* **Required action**
The answer is a stretch of the material below, returned exactly: the line containing "pub fn conflict(message: impl", the line containing "let request_id = request_id.into();", and all lines between.

Content starts

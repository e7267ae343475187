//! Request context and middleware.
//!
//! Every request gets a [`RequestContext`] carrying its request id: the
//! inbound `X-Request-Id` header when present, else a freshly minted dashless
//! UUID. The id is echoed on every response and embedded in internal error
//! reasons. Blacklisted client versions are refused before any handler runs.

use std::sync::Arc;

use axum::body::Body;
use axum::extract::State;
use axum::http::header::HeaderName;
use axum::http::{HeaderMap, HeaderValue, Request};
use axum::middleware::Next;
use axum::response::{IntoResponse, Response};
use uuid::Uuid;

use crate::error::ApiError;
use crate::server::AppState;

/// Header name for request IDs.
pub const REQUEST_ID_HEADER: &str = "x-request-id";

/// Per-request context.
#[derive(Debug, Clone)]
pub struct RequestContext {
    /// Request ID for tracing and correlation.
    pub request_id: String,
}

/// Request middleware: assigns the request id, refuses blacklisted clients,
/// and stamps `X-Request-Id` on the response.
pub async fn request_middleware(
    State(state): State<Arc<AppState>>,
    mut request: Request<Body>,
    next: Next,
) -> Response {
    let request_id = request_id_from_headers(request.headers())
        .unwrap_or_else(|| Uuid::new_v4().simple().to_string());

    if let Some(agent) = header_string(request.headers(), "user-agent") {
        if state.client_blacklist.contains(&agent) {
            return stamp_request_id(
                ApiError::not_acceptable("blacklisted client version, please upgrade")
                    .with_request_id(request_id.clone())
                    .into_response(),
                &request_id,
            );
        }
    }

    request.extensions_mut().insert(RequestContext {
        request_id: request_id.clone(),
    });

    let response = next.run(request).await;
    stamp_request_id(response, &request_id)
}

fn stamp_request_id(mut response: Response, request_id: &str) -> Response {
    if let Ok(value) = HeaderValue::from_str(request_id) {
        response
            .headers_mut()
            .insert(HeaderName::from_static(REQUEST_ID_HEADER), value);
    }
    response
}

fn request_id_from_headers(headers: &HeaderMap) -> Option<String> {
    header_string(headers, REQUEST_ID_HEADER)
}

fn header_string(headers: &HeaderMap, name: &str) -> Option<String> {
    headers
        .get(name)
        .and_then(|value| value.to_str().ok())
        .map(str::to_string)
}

Content ends
Content starts

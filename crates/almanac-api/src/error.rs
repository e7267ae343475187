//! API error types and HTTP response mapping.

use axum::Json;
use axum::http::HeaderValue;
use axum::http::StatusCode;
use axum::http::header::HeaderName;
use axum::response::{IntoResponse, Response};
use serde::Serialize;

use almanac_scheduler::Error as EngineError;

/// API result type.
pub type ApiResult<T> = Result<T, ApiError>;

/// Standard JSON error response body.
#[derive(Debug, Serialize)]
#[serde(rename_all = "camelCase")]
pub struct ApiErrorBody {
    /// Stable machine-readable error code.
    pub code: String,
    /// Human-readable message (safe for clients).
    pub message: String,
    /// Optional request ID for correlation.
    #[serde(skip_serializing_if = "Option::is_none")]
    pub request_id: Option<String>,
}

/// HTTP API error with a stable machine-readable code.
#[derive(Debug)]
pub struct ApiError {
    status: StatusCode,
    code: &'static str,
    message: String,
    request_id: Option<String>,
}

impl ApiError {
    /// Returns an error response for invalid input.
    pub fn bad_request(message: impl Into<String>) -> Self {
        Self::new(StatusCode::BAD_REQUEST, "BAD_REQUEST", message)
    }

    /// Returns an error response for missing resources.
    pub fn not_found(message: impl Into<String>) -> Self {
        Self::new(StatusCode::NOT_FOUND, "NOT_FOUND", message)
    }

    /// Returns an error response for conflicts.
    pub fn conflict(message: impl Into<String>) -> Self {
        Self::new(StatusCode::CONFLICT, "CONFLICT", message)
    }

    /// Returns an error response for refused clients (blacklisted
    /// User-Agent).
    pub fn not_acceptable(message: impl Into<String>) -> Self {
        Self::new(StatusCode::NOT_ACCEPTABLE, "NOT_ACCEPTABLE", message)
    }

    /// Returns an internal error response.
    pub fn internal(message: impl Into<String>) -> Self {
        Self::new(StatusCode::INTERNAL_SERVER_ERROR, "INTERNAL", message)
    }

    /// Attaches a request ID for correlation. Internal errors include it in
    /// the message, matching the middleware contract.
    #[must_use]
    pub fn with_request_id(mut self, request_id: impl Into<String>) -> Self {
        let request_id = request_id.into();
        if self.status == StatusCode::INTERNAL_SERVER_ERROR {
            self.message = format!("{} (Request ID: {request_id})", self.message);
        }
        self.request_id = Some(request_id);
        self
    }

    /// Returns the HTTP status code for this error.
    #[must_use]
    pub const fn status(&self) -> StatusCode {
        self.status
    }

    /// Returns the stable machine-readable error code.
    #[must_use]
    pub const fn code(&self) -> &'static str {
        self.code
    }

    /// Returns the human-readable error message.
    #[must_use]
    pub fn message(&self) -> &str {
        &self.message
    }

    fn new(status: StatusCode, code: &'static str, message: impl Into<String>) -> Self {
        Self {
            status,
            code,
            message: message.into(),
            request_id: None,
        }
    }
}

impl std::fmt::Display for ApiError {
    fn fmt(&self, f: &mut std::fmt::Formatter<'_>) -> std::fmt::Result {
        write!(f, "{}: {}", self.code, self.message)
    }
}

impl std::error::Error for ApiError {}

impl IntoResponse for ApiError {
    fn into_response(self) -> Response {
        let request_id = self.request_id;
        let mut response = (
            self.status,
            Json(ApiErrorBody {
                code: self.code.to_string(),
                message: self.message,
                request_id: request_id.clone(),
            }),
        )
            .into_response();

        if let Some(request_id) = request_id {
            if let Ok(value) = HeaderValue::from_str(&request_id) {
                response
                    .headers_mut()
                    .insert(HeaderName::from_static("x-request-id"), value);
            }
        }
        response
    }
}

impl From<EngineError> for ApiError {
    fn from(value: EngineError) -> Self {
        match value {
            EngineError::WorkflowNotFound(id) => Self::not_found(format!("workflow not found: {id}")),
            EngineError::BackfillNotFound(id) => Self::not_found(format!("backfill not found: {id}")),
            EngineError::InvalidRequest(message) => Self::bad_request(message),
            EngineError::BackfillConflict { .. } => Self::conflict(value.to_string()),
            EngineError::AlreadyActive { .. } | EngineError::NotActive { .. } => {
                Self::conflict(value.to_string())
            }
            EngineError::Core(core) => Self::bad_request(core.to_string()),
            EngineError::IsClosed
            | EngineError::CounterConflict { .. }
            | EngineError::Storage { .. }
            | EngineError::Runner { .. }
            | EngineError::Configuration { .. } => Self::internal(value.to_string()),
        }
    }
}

Content ends
Content starts

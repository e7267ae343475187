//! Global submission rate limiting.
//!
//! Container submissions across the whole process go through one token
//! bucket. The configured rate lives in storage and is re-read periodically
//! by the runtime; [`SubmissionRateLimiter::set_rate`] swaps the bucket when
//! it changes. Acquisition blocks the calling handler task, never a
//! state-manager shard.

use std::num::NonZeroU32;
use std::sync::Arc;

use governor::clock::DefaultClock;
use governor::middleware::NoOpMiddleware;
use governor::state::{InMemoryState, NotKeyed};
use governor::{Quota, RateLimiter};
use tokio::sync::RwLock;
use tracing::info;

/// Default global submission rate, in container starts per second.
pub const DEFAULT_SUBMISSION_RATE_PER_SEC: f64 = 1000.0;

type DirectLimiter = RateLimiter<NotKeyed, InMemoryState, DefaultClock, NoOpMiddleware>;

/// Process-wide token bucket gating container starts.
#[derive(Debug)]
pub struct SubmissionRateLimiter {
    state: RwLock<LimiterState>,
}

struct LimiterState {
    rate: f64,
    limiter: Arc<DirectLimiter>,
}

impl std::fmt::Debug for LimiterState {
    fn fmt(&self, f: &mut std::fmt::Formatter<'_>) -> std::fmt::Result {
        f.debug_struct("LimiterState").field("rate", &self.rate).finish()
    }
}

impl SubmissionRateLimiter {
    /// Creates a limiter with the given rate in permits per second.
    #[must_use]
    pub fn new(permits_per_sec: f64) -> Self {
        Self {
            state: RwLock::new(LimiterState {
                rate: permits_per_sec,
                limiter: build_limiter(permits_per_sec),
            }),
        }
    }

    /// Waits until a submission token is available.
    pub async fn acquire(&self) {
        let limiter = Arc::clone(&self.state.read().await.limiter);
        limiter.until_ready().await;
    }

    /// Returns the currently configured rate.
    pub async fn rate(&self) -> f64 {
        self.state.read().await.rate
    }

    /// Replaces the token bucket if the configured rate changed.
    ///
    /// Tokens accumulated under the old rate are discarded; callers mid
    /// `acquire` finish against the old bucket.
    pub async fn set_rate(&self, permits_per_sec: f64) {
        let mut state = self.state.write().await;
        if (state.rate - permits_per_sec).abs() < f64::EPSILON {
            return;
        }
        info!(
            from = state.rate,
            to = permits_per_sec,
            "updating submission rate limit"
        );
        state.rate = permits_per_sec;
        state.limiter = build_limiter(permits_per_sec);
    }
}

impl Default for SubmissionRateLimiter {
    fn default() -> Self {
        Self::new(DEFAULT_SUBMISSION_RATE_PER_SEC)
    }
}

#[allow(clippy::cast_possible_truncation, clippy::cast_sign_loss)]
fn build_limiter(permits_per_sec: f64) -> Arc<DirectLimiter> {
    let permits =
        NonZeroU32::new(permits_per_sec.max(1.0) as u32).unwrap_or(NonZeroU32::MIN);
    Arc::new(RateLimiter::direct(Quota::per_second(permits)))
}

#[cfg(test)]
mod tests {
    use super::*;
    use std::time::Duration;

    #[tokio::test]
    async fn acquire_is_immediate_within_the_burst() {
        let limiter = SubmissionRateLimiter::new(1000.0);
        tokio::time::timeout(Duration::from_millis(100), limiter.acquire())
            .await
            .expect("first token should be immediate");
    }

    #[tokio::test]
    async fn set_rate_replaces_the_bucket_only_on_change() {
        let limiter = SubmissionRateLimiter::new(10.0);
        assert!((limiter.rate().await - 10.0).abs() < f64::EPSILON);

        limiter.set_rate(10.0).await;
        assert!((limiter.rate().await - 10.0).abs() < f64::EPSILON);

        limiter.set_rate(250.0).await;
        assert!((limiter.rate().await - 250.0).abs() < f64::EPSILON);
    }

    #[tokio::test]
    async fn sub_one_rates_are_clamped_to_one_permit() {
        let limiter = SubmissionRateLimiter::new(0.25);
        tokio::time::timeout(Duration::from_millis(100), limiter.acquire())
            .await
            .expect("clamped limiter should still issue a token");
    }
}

Content ends

* **Finished task**
    pub fn conflict(message: impl Into<String>) -> Self {
        Self::new(StatusCode::CONFLICT, "CONFLICT", message)
    }

    /// Returns an error response for refused clients (blacklisted
    /// User-Agent).
    pub fn not_acceptable(message: impl Into<String>) -> Self {
        Self::new(StatusCode::NOT_ACCEPTABLE, "NOT_ACCEPTABLE", message)
    }

    /// Returns an internal error response.
    pub fn internal(message: impl Into<String>) -> Self {
        Self::new(StatusCode::INTERNAL_SERVER_ERROR, "INTERNAL", message)
    }

    /// Attaches a request ID for correlation. Internal errors include it in
    /// the message, matching the middleware contract.
    #[must_use]
    pub fn with_request_id(mut self, request_id: impl Into<String>) -> Self {
        let request_id = request_id.into();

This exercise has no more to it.